▸ Provided information
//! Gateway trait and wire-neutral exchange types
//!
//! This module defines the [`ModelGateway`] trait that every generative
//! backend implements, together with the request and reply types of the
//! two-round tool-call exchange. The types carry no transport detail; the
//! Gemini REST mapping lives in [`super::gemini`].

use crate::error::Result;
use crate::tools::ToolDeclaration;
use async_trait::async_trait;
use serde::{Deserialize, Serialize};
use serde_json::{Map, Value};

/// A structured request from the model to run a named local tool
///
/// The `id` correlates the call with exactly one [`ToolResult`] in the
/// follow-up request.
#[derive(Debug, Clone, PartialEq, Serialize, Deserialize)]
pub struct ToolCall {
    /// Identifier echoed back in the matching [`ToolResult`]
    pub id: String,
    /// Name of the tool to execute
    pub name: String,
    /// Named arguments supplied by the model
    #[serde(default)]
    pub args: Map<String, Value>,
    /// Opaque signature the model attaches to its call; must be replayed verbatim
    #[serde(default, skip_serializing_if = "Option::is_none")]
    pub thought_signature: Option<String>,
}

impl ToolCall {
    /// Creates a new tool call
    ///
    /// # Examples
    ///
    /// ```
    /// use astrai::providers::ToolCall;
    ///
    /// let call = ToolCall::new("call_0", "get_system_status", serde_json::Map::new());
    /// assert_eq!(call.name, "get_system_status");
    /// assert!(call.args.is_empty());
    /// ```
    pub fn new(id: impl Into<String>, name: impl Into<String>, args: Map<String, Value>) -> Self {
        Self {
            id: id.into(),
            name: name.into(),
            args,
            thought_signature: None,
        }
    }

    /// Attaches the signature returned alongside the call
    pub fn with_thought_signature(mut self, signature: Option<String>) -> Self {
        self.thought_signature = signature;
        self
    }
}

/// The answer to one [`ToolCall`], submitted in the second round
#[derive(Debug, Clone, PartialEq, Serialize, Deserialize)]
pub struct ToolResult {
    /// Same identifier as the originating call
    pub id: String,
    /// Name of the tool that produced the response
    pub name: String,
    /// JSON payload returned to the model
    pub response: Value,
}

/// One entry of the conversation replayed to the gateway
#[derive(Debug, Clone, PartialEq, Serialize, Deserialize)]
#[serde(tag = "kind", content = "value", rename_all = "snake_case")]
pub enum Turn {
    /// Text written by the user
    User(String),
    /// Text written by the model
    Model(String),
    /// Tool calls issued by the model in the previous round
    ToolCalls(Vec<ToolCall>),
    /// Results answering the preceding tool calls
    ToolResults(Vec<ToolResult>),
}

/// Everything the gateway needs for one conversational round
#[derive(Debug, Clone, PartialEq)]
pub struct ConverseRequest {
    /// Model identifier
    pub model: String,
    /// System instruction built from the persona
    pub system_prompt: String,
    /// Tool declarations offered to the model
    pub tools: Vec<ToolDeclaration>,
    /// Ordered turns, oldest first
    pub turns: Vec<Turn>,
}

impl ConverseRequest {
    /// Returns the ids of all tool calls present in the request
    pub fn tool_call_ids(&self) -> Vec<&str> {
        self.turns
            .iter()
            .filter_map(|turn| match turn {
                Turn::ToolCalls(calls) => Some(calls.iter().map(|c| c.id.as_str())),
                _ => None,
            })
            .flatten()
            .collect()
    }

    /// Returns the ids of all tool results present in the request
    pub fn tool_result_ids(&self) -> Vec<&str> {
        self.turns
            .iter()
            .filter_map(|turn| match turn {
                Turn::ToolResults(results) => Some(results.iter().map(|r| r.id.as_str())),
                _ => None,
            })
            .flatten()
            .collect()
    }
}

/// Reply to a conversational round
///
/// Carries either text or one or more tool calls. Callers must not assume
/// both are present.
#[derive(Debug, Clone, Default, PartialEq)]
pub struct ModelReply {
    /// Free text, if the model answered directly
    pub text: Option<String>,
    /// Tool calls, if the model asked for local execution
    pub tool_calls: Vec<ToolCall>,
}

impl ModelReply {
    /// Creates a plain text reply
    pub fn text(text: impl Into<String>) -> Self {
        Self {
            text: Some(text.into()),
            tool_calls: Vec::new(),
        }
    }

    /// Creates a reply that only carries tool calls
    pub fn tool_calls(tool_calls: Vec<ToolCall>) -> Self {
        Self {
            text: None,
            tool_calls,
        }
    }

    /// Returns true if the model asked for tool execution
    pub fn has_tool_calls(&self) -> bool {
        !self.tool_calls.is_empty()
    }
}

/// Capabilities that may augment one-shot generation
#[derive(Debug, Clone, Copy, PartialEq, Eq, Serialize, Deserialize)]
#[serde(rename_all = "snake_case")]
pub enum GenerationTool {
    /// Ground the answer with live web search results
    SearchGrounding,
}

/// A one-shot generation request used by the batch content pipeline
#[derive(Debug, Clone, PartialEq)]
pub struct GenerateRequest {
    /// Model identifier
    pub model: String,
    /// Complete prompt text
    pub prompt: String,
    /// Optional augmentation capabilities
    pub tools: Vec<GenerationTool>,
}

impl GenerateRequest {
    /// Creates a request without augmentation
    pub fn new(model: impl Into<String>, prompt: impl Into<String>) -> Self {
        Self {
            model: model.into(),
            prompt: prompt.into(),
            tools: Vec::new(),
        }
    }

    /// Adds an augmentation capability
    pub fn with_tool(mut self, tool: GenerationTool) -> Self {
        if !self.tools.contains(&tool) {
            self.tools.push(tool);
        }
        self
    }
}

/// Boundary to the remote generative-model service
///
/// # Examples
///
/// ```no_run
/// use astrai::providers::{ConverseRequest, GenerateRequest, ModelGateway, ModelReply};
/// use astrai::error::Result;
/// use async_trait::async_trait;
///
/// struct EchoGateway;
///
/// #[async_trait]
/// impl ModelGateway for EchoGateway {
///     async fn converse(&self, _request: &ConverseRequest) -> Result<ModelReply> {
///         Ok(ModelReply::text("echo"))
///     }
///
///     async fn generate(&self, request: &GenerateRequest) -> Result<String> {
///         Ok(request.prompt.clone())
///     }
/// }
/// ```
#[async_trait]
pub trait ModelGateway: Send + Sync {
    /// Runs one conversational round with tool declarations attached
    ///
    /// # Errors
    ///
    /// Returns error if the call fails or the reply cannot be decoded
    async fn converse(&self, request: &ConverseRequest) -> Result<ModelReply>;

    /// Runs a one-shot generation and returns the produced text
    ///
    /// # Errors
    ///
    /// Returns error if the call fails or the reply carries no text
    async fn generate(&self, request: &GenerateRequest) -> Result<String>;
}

* * *

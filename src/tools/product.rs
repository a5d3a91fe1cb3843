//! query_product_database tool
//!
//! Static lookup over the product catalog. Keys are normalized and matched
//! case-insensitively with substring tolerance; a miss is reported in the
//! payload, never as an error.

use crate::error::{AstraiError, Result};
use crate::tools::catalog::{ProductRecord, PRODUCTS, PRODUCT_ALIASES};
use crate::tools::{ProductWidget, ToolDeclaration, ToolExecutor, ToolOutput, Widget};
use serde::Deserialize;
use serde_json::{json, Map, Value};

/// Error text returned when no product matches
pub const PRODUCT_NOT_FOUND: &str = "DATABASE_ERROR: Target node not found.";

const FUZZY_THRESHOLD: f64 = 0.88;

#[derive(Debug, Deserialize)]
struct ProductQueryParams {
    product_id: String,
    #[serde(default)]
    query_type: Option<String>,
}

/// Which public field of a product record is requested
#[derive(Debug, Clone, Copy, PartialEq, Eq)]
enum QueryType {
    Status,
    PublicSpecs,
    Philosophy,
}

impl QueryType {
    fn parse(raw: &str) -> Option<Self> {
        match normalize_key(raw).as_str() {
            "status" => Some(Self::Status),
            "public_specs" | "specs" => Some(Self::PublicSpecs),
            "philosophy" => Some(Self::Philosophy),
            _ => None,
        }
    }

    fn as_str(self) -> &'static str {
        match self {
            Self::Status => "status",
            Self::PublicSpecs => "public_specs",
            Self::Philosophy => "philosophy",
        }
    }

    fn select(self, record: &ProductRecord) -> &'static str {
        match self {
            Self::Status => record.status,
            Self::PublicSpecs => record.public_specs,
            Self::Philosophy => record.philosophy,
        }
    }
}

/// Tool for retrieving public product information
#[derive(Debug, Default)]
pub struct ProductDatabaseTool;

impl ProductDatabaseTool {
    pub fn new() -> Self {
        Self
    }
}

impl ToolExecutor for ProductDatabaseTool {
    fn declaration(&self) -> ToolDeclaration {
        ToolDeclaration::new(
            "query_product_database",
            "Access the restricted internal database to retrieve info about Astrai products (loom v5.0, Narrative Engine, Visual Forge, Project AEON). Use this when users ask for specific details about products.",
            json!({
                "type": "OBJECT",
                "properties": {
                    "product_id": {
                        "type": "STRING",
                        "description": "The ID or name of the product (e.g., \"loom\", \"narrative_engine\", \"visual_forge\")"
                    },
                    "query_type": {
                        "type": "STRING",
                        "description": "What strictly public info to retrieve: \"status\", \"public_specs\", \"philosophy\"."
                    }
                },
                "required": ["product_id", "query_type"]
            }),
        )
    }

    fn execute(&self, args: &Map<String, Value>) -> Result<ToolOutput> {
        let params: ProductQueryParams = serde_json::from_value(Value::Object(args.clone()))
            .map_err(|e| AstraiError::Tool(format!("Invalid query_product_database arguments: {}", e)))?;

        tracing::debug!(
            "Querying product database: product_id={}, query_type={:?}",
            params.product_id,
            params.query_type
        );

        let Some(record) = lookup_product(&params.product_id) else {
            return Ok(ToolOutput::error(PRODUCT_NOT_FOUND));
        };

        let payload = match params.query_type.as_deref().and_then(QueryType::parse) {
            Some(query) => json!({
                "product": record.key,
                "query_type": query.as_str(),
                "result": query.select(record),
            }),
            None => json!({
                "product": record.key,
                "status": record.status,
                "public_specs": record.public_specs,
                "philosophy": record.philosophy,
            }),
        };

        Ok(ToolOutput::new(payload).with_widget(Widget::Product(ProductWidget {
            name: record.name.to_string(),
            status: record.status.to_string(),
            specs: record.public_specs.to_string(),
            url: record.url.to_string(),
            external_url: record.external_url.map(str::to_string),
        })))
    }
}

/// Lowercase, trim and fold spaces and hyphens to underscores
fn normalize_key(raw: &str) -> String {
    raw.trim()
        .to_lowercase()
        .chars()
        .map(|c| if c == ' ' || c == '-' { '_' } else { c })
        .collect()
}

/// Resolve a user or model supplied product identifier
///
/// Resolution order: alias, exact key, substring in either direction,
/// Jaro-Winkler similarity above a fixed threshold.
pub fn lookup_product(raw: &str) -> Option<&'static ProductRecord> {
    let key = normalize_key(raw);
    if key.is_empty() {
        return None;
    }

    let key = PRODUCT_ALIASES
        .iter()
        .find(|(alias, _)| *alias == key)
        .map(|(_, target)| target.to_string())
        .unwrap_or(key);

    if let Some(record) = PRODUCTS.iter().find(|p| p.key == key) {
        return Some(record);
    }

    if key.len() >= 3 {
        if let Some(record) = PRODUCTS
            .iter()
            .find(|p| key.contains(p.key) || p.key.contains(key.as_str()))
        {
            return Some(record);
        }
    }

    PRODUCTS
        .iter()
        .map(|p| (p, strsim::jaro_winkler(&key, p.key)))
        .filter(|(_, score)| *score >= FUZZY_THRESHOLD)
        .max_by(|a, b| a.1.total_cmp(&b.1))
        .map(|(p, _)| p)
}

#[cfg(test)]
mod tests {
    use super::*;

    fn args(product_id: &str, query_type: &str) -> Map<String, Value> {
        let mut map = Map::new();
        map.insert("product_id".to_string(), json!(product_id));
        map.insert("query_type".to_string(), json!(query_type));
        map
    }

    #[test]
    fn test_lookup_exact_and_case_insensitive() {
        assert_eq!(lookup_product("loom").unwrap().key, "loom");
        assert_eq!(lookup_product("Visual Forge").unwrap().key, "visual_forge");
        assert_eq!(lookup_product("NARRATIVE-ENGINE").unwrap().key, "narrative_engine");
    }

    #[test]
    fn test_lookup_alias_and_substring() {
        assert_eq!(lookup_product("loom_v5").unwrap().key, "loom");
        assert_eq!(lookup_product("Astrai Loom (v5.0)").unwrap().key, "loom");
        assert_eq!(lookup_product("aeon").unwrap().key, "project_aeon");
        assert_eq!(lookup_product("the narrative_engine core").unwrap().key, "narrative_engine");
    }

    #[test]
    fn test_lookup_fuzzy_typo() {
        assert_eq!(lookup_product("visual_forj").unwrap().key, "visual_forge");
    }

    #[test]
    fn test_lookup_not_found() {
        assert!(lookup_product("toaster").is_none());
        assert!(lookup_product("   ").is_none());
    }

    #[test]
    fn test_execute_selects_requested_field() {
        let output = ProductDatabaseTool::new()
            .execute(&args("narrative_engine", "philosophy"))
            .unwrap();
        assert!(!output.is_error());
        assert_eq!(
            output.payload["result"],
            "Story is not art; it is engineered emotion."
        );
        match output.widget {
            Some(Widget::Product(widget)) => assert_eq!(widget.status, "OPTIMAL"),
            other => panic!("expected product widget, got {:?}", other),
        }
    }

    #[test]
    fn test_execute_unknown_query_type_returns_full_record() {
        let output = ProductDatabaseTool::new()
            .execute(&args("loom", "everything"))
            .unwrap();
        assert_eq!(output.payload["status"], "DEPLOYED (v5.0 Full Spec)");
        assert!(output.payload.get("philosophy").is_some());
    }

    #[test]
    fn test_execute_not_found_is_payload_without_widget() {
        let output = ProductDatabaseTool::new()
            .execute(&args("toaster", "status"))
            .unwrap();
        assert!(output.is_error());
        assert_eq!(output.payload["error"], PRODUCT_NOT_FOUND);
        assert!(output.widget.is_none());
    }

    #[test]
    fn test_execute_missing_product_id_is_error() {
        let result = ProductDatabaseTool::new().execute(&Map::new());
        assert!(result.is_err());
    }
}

▸ Activity
Where a line above contains the string "args", copy that line.

▸ Response box
    pub args: Map<String, Value>,
    /// assert!(call.args.is_empty());
    pub fn new(id: impl Into<String>, name: impl Into<String>, args: Map<String, Value>) -> Self {
            args,
    fn execute(&self, args: &Map<String, Value>) -> Result<ToolOutput> {
        let params: ProductQueryParams = serde_json::from_value(Value::Object(args.clone()))
    fn args(product_id: &str, query_type: &str) -> Map<String, Value> {
            .execute(&args("narrative_engine", "philosophy"))
            .execute(&args("loom", "everything"))
            .execute(&args("toaster", "status"))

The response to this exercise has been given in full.